Les biologistes ont souvent besoin d'étudier certains organites d'une cellule - les mitochondries d'une cellule humaine ou les chloroplastes d'une cellule d'algues ou de plantes, par exemple. Isoler ces organites implique une variété de procédures appelées collectivement un fractionnement cellulaire. En tant que méthode pour l'étude de processus au sein d'organites, le fractionnement cellulaire présente des avantages et des inconvénients.
Isolement
Avec fractionnement cellulaire, les biologistes peuvent isoler ou purifier des organites spécifiques pour une étude plus approfondie. Ils peuvent réaliser des expériences avec des échantillons purs de ces organites qui serait impossible ou plus difficile avec la cellule entière intacte.
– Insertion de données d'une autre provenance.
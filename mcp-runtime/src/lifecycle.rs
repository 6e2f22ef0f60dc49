//! Process lifecycle: `Unstarted -> Listening -> ShuttingDown -> Stopped`.
//!
//! Transports subscribe to the state and stop accepting work once it leaves
//! `Listening`. A shutdown requested before the listener is up skips straight
//! to `ShuttingDown`.

use grafana_mcp_core::error::{Error, Result};
use serde::Serialize;
use tokio::sync::watch;

#[derive(Clone, Copy, Debug, PartialEq, Eq, PartialOrd, Ord, Serialize)]
#[serde(rename_all = "snake_case")]
pub enum ServerState {
    Unstarted,
    Listening,
    ShuttingDown,
    Stopped,
}

impl ServerState {
    pub fn as_str(self) -> &'static str {
        match self {
            Self::Unstarted => "unstarted",
            Self::Listening => "listening",
            Self::ShuttingDown => "shutting_down",
            Self::Stopped => "stopped",
        }
    }

    fn can_move_to(self, next: Self) -> bool {
        matches!(
            (self, next),
            (Self::Unstarted, Self::Listening)
                | (Self::Unstarted, Self::ShuttingDown)
                | (Self::Listening, Self::ShuttingDown)
                | (Self::ShuttingDown, Self::Stopped)
        )
    }
}

#[derive(Debug)]
pub struct Lifecycle {
    state: watch::Sender<ServerState>,
}

impl Default for Lifecycle {
    fn default() -> Self {
        Self::new()
    }
}

impl Lifecycle {
    pub fn new() -> Self {
        let (state, _) = watch::channel(ServerState::Unstarted);
        Self { state }
    }

    pub fn state(&self) -> ServerState {
        *self.state.borrow()
    }

    pub fn subscribe(&self) -> watch::Receiver<ServerState> {
        self.state.subscribe()
    }

    pub fn transition(&self, next: ServerState) -> Result<()> {
        let mut outcome = Ok(());
        self.state.send_if_modified(|current| {
            if current.can_move_to(next) {
                tracing::info!(event = "lifecycle.transition", from = current.as_str(), to = next.as_str());
                *current = next;
                true
            } else {
                outcome = Err(Error::Internal(format!(
                    "invalid lifecycle transition {} -> {}",
                    current.as_str(),
                    next.as_str()
                )));
                false
            }
        });
        outcome
    }

    /// Request shutdown from any live state. Returns false if shutdown was
    /// already under way.
    pub fn begin_shutdown(&self) -> bool {
        self.transition(ServerState::ShuttingDown).is_ok()
    }
}

/// Resolve once the observed state reaches `ShuttingDown` or later.
pub async fn shutdown_requested(mut state: watch::Receiver<ServerState>) {
    // A closed channel means the owner is gone; treat it as shutdown.
    let _ = state
        .wait_for(|state| *state >= ServerState::ShuttingDown)
        .await;
}

#[cfg(test)]
mod tests {
    use super::*;
    use std::time::Duration;

    #[test]
    fn happy_path_transitions() {
        let lifecycle = Lifecycle::new();
        assert_eq!(lifecycle.state(), ServerState::Unstarted);
        lifecycle.transition(ServerState::Listening).expect("listen");
        assert!(lifecycle.begin_shutdown());
        lifecycle.transition(ServerState::Stopped).expect("stop");
        assert_eq!(lifecycle.state(), ServerState::Stopped);
    }

    #[test]
    fn invalid_transitions_are_rejected() {
        let lifecycle = Lifecycle::new();
        assert!(lifecycle.transition(ServerState::Stopped).is_err());
        lifecycle.transition(ServerState::Listening).expect("listen");
        assert!(lifecycle.transition(ServerState::Listening).is_err());
        assert!(lifecycle.begin_shutdown());
        assert!(!lifecycle.begin_shutdown());
    }

    #[tokio::test]
    async fn subscribers_observe_shutdown() {
        let lifecycle = Lifecycle::new();
        lifecycle.transition(ServerState::Listening).expect("listen");
        let waiter = tokio::spawn(shutdown_requested(lifecycle.subscribe()));
        lifecycle.begin_shutdown();
        tokio::time::timeout(Duration::from_secs(1), waiter)
            .await
            .expect("waiter finished")
            .expect("waiter joined");
    }
}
Les mitochondries, par exemple, pourrait être purifié pour une utilisation dans les essais d'expériences comment certains composés affectent la chaîne de transport d'électrons ou la phosphorylation oxydative (ces deux font partie du processus qui stocke l'énergie récoltée à partir du glucose sous une forme utile à la cellule).
Fiabilité
Des méthodes fiables ont été développés pour isoler certains types d'organelles de cellules. Typiquement, un homogénat ou un mélange est préparé à partir d'un échantillon de tissu. Le broyât est un peu comme une soupe préparée en brisant ouvertes toutes les cellules de sorte que leur contenu deviennent mêlés. Ensuite, l'homogénat est centrifugé, filé dans un tube à essai ou un tube de centrifugeuse dans une machine avec un rotor tourbillonnant qui jette le contenu de chaque tube vers l'extérieur. Ce procédé sépare le contenu sur la base de leur densité. En faisant varier la vitesse de la centrifugeuse ou de la durée pendant laquelle le contenu est centrifugée, les scientifiques peuvent extraire un échantillon des organites qu'ils veulent étudier.
la mort cellulaire
Préparation d'un homogénat entraîne nécessairement tuer les cellules. Dans de nombreux cas, cela peut ne pas être un inconvénient; si un scientifique tente d'étudier organites au sein de la cellule, la mort de la cellule est sans importance. D'autre part, une fois que les cellules sont mortes, il est impossible de regarder les événements qui devraient normalement se produire dans une cellule vivante en temps réel. Les scientifiques utilisent souvent d'autres techniques, comme l'étiquetage avec une protéine fluorescente, pour suivre ce qui se passe dans les cellules vivantes.
Temps
Comme beaucoup de procédures dans les laboratoires biologiques, le fractionnement cellulaire est un peu de temps. Les échantillons doivent être filées dans la centrifugeuse pour une assez longue période de temps pour obtenir une bonne séparation; En outre, ils doivent souvent être filées plusieurs fois, en fonction de l'organite que vous essayez d'isoler. Après chaque centrifugation, le surnageant (liquide au-dessus des débris sédimentée ou précipiter dans le tube de centrifugation) doit être décanté sans déverser le précipité et le précipité doit être remis en suspension si elle contient le composant d'intérêt.